ここ数年、FinTech企業の推進者たちはFinTech企業を「銀行の脅威」であると位置付けてきた。FinTech企業は金融サービスを再定義し、銀行に新たな競争をもたらす「止められないトレンド」(注1)であるという話を聞いたことがある。
このような意見を持つのはFinTech企業の推進者だけではない。JPMorgan Chaseのジェイミー・ダイモンCEOは、「世界の金融システムの中で銀行の役割が低下しており、あらゆる方面から『異常な競争』(extraordinary competition)(注2)に直面している」と述べている。
銀行は決済会社やFinTech企業、取引所、ビッグテック、さらにはWalmartのような小売業者との競争に直面していることは間違いないが、この状況は全て変わりつつある。
銀行とFinTech企業は互いに競争するのではなく、提携するようになってきているのだ。
新型コロナウイルス感染症(Covid-19)のパンデミックは、デジタル決済やオンラインでの資産管理、オンラインバンキングへのシフトを加速させた。

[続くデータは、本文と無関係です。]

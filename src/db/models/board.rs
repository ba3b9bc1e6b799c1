use diesel::prelude::*;
use serde::{Deserialize, Serialize};
use uuid::Uuid;
use validator::Validate;

use crate::db::enums::BoardType;
use crate::db::models::column::ColumnWithCards;
use crate::db::models::user::UserInfo;
use crate::validation::rules::{
    validate_board_description, validate_hex_color, validate_label_title, validate_title,
};

#[derive(Queryable, Selectable, Identifiable, Serialize, Clone, Debug)]
#[diesel(table_name = crate::schema::boards)]
#[diesel(check_for_backend(diesel::pg::Pg))]
pub struct Board {
    pub id: Uuid,
    pub title: String,
    pub slug: String,
    pub description: String,
    #[serde(rename = "type")]
    pub board_type: BoardType,
    pub background: Option<String>,
    pub labels: serde_json::Value,
    pub owner_ids: Vec<Uuid>,
    pub member_ids: Vec<Uuid>,
    pub column_order_ids: Vec<Uuid>,
    #[serde(skip_serializing)]
    pub is_destroyed: bool,
    pub created_at: chrono::DateTime<chrono::Utc>,
    pub updated_at: chrono::DateTime<chrono::Utc>,
}

impl Board {
    pub fn is_owner(&self, user_id: Uuid) -> bool {
        self.owner_ids.contains(&user_id)
    }

    pub fn is_member(&self, user_id: Uuid) -> bool {
        self.is_owner(user_id) || self.member_ids.contains(&user_id)
    }

    /// Board labels decoded from the JSONB column; malformed entries are dropped.
    pub fn board_labels(&self) -> Vec<BoardLabel> {
        serde_json::from_value(self.labels.clone()).unwrap_or_default()
    }
}

#[derive(Insertable)]
#[diesel(table_name = crate::schema::boards)]
pub struct NewBoard {
    pub title: String,
    pub slug: String,
    pub description: String,
    pub board_type: BoardType,
    pub owner_ids: Vec<Uuid>,
    pub member_ids: Vec<Uuid>,
}

#[derive(AsChangeset, Default)]
#[diesel(table_name = crate::schema::boards)]
pub struct BoardChangeset {
    pub title: Option<String>,
    pub slug: Option<String>,
    pub description: Option<String>,
    pub board_type: Option<BoardType>,
    pub background: Option<String>,
    pub column_order_ids: Option<Vec<Uuid>>,
    pub updated_at: Option<chrono::DateTime<chrono::Utc>>,
}

#[derive(Serialize, Deserialize, Clone, Debug, PartialEq)]
pub struct BoardLabel {
    pub id: Uuid,
    pub title: String,
    pub color: String,
}

#[derive(Serialize)]
pub struct BoardDetails {
    #[serde(flatten)]
    pub board: Board,
    pub owners: Vec<UserInfo>,
    pub members: Vec<UserInfo>,
    pub columns: Vec<ColumnWithCards>,
}

#[derive(Deserialize, Validate)]
pub struct CreateBoardRequest {
    #[validate(custom(function = "validate_title"))]
    pub title: String,

    #[validate(custom(function = "validate_board_description"))]
    pub description: String,

    #[serde(rename = "type")]
    pub board_type: BoardType,
}

#[derive(Deserialize, Validate, Default)]
pub struct UpdateBoardRequest {
    #[validate(custom(function = "validate_title"))]
    pub title: Option<String>,

    #[validate(custom(function = "validate_board_description"))]
    pub description: Option<String>,

    #[serde(rename = "type")]
    pub board_type: Option<BoardType>,

    #[validate(length(max = 1024, message = "Background is too long"))]
    pub background: Option<String>,

    pub column_order_ids: Option<Vec<Uuid>>,
}

#[derive(Deserialize, Validate)]
pub struct MoveCardRequest {
    pub current_card_id: Uuid,
    pub prev_column_id: Uuid,
    pub prev_card_order_ids: Vec<Uuid>,
    pub next_column_id: Uuid,
    pub next_card_order_ids: Vec<Uuid>,
}

#[derive(Deserialize, Validate)]
pub struct CreateLabelRequest {
    #[validate(custom(function = "validate_label_title"))]
    pub title: String,

    #[validate(custom(function = "validate_hex_color"))]
    pub color: String,
}

#[derive(Deserialize, Validate)]
pub struct UpdateLabelRequest {
    #[validate(custom(function = "validate_label_title"))]
    pub title: Option<String>,

    #[validate(custom(function = "validate_hex_color"))]
    pub color: Option<String>,
}

#[derive(Deserialize)]
pub struct BoardListQuery {
    pub page: Option<i64>,
    pub items_per_page: Option<i64>,
    pub q: Option<String>,
}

決済や融資、特定形態の預金など、多くの銀行商品が従来の銀行システムからFinTech企業へ移行している。2021年だけでも1300億ドルがFinTech企業に投資され、新興企業は大規模にビジネスを推進できるようになった。米国とカナダにおいてデジタル決済は最大のFinTech分野となっており、2021年に市場規模は1.2兆ドルを超えると評価(注3)される。
金融サービスやFinTechにおいて、今後最も影響力のあるイノベーションは銀行とFinTech企業の密接なパートナーシップから生まれると予想できる。
新しい波に乗れるか
Citibankは2020年に発表したレポートで、「銀行はFinTech企業を単なる脅威として考えるのではなく、パートナーとしてコラボレーションする方向に切り替えている」と指摘した(注4)。
この流れにより、FinTech企業と銀行の双方が相手の求めるものを提供できる。FinTech企業は銀行が持つ事業規模と顧客との関係を、銀行は革新的なテクノロジーと新たなアプローチを求めている。
パートナーシップの例として、INGがFinTech企業Minna Technologiesと提携し(注5)、企業のデジタル購読を管理するための単一プラットフォームを立ち上げた。